How should we invest our available resources to best sustain astronomys track record of discovery, established over the past few decades? Two strong hints come from (1) our history of astronomical discoveries and (2) literature citation patterns that reveal how discovery and development activities in science are strong functions of team size. These argue that progress in astronomy hinges on support for a diversity of research efforts in terms of team size, research tools and platforms, and investment strategies that encourage risk taking. These ideas also encourage us to examine the implications of the trend toward big team science and survey science in astronomy over the past few decades, and to reconsider the common assumption that progress in astronomy always means trading up to bigger apertures and facilities.
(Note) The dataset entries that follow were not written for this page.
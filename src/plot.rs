//! SVG chart generation for exported results.
//!
//! The first exported column is the x axis and the second the y axis.
//! Charts are drawn with `plotters` on the SVG backend.

use crate::core::{Result, TabqlError};
use plotters::prelude::*;
use std::fmt;
use std::path::Path;
use std::str::FromStr;
use tracing::{info, warn};

const SERIES_COLOR: RGBColor = RGBColor(52, 152, 219);

/// Default chart size in pixels.
pub const DEFAULT_SIZE: (u32, u32) = (1000, 600);

/// The chart styles available for exported results.
#[derive(Debug, Clone, Copy, PartialEq, Eq, Default)]
pub enum PlotKind {
    #[default]
    Line,
    Bar,
    Scatter,
}

impl fmt::Display for PlotKind {
    fn fmt(&self, f: &mut fmt::Formatter<'_>) -> fmt::Result {
        f.write_str(match self {
            PlotKind::Line => "line",
            PlotKind::Bar => "bar",
            PlotKind::Scatter => "scatter",
        })
    }
}

impl FromStr for PlotKind {
    type Err = TabqlError;

    fn from_str(s: &str) -> Result<Self> {
        match s {
            "line" => Ok(PlotKind::Line),
            "bar" => Ok(PlotKind::Bar),
            "scatter" => Ok(PlotKind::Scatter),
            other => Err(TabqlError::Value(format!(
                "Unsupported plot kind: {}, supported kinds are 'line', 'bar', 'scatter'.",
                other
            ))),
        }
    }
}

/// Points extracted from the first two columns of a result.
#[derive(Debug, Clone, PartialEq)]
pub struct ChartData {
    pub x_label: String,
    pub y_label: String,
    pub points: Vec<(f64, f64)>,
    /// Category names when the x column is not numeric; point `i` of a
    /// category sits at x = its index here.
    pub categories: Option<Vec<String>>,
}

impl ChartData {
    /// Builds chart data from a header row and text rows.
    ///
    /// Rows whose y value is not a finite number are skipped. An x column
    /// with any non-finite or non-numeric value is plotted as categories.
    ///
    /// # Errors
    ///
    /// `TabqlError::Value` with fewer than two columns, or when no row has
    /// a numeric y value.
    pub fn from_columns<S: AsRef<str>>(headers: &[String], rows: &[Vec<S>]) -> Result<Self> {
        if headers.len() < 2 {
            return Err(TabqlError::Value(
                "Expected at least two columns for plotting.".to_string(),
            ));
        }

        let mut pairs = Vec::with_capacity(rows.len());
        let mut skipped = 0usize;
        for row in rows {
            let x = row.first().map_or("", |v| v.as_ref().trim());
            match row.get(1).and_then(|v| parse_finite(v.as_ref())) {
                Some(y) => pairs.push((x, y)),
                None => skipped += 1,
            }
        }
        if skipped > 0 {
            warn!(skipped, column = %headers[1], "skipped rows without a numeric y value");
        }
        if pairs.is_empty() {
            return Err(TabqlError::Value(format!(
                "Column '{}' has no numeric values to plot.",
                headers[1]
            )));
        }

        let numeric_x: Option<Vec<f64>> = pairs.iter().map(|(x, _)| parse_finite(x)).collect();
        let (points, categories) = match numeric_x {
            Some(xs) => (xs.into_iter().zip(pairs.iter().map(|(_, y)| *y)).collect(), None),
            None => {
                let mut categories: Vec<String> = Vec::new();
                let mut points = Vec::with_capacity(pairs.len());
                for (x, y) in &pairs {
                    let index = match categories.iter().position(|c| c == x) {
                        Some(index) => index,
                        None => {
                            categories.push((*x).to_string());
                            categories.len() - 1
                        }
                    };
                    points.push((index as f64, *y));
                }
                (points, Some(categories))
            }
        };

        Ok(ChartData {
            x_label: headers[0].clone(),
            y_label: headers[1].clone(),
            points,
            categories,
        })
    }

    /// Title used when none is given: `"<y> vs <x>"`.
    pub fn default_title(&self) -> String {
        format!("{} vs {}", self.y_label, self.x_label)
    }

    fn x_range(&self, kind: PlotKind) -> std::ops::Range<f64> {
        if let Some(categories) = &self.categories {
            return -0.5..(categories.len() as f64 - 0.5);
        }
        let (min, max) = bounds(self.points.iter().map(|(x, _)| *x));
        let pad = if kind == PlotKind::Bar {
            0.5f64.max((max - min) * 0.05)
        } else if max > min {
            (max - min) * 0.05
        } else {
            1.0
        };
        (min - pad)..(max + pad)
    }

    fn y_range(&self, kind: PlotKind) -> std::ops::Range<f64> {
        let (mut min, mut max) = bounds(self.points.iter().map(|(_, y)| *y));
        if kind == PlotKind::Bar {
            min = min.min(0.0);
            max = max.max(0.0);
        }
        let pad = if max > min { (max - min) * 0.1 } else { 1.0 };
        (min - pad)..(max + pad)
    }
}

/// Parses a finite number; `inf` and `NaN` count as non-numeric.
fn parse_finite(raw: &str) -> Option<f64> {
    raw.trim().parse::<f64>().ok().filter(|v| v.is_finite())
}

fn bounds(values: impl Iterator<Item = f64>) -> (f64, f64) {
    values.fold((f64::INFINITY, f64::NEG_INFINITY), |(lo, hi), v| (lo.min(v), hi.max(v)))
}

/// Draws `data` as a chart of `kind` and saves it as an SVG file.
pub fn render_svg(data: &ChartData, kind: PlotKind, title: &str, size: (u32, u32), output: &Path) -> Result<()> {
    draw(data, kind, title, size, output).map_err(|e| TabqlError::Chart(e.to_string()))?;
    info!(path = %output.display(), kind = %kind, "Saved chart");
    Ok(())
}

fn draw(
    data: &ChartData,
    kind: PlotKind,
    title: &str,
    size: (u32, u32),
    output: &Path,
) -> std::result::Result<(), Box<dyn std::error::Error>> {
    let root = SVGBackend::new(output, size).into_drawing_area();
    root.fill(&WHITE)?;

    let mut chart = ChartBuilder::on(&root)
        .caption(title, ("sans-serif", 20))
        .margin(14)
        .x_label_area_size(40)
        .y_label_area_size(60)
        .build_cartesian_2d(data.x_range(kind), data.y_range(kind))?;

    let category_label = |x: &f64| -> String {
        let nearest = x.round();
        match &data.categories {
            Some(categories) if (x - nearest).abs() < 1e-6 && nearest >= 0.0 => categories
                .get(nearest as usize)
                .cloned()
                .unwrap_or_default(),
            _ => String::new(),
        }
    };

    {
        let mut mesh = chart.configure_mesh();
        mesh.x_desc(data.x_label.as_str()).y_desc(data.y_label.as_str());
        if let Some(categories) = &data.categories {
            mesh.x_labels(categories.len()).x_label_formatter(&category_label);
        }
        mesh.draw()?;
    }

    let points = &data.points;
    match kind {
        PlotKind::Line => {
            chart.draw_series(LineSeries::new(points.iter().copied(), SERIES_COLOR.stroke_width(2)))?;
            chart.draw_series(
                points
                    .iter()
                    .map(|&(x, y)| Circle::new((x, y), 4, SERIES_COLOR.filled())),
            )?;
        }
        PlotKind::Scatter => {
            chart.draw_series(
                points
                    .iter()
                    .map(|&(x, y)| Circle::new((x, y), 4, SERIES_COLOR.filled())),
            )?;
        }
        PlotKind::Bar => {
            chart.draw_series(
                points
                    .iter()
                    .map(|&(x, y)| Rectangle::new([(x - 0.4, 0.0), (x + 0.4, y)], SERIES_COLOR.filled())),
            )?;
        }
    }

    root.present()?;
    Ok(())
}
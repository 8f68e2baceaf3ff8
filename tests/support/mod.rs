//! Shared fixtures for the integration tests.
#![allow(dead_code)]

use std::fs;
use std::path::{Path, PathBuf};

pub const TABLE: &str = "NetflixTVShowsAndMovies";

/// A small slice of the Netflix titles dataset. The last row has gaps.
pub const NETFLIX_CSV: &str = "\
index,title,type,release_year,age_certification,imdb_score
0,Taxi Driver,MOVIE,1976,R,8.3
1,Monty Python and the Holy Grail,MOVIE,1975,PG,8.2
2,Life of Brian,MOVIE,1979,R,8.0
3,The Exorcist,MOVIE,1973,R,8.1
4,Monty Python's Flying Circus,SHOW,1969,TV-14,8.8
5,Dogs of Berlin,SHOW,2018,TV-MA,7.3
6,Dark,SHOW,2017,TV-MA,8.7
7,Ozark,SHOW,2017,TV-MA,8.4
8,Bird Box,MOVIE,2018,R,6.6
9,The Irishman,MOVIE,2019,R,7.8
10,Untitled,,2020,,
";

/// Writes the fixture as `NetflixTVShowsAndMovies.csv` inside `dir`.
pub fn write_netflix_csv(dir: &Path) -> PathBuf {
    let path = dir.join(format!("{}.csv", TABLE));
    fs::write(&path, NETFLIX_CSV).unwrap();
    path
}

/// Writes a config file sending exports to `output_dir`.
pub fn write_config(dir: &Path, output_dir: &Path) -> PathBuf {
    let path = dir.join("config.toml");
    fs::write(
        &path,
        format!("[output]\ndirectory = '{}'\nwidth = 640\nheight = 480\n", output_dir.display()),
    )
    .unwrap();
    path
}
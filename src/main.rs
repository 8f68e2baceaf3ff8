use tabql::cli;
use tracing::{error, info};
use tracing_subscriber::EnvFilter;

fn main() {
    // Initialize the logging system using tracing subscriber; logs go to
    // stderr so command output stays clean on stdout.
    tracing_subscriber::fmt()
        .with_env_filter(EnvFilter::try_from_default_env().unwrap_or_else(|_| EnvFilter::new("info")))
        .with_writer(std::io::stderr)
        .init();

    info!("Starting tabql...");

    let invocation = cli::parse_args(std::env::args().skip(1));
    match cli::run(invocation) {
        Ok(text) => print!("{}", text),
        Err(e) => {
            error!(error = %e, "command failed");
            eprintln!("{}", e);
            std::process::exit(1);
        }
    }
}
Instead, the considerations above argue that we need a balanced set of investments in small- to large-scale initiatives and team sizes both large and small. Large teams tend to develop existing ideas, whereas small teams are more likely to fuel the future with disruptive discoveries. While large facilities are the value investments that are guaranteed to produce discoveries, smaller facilities are the growth stocks that are likely to deliver the biggest science bang per buck, sometimes with outsize returns. One way to foster the risk taking that fuels discovery is to increase observing opportunity, i.e., create more observing nights and facilitate the exploration of science-ready data.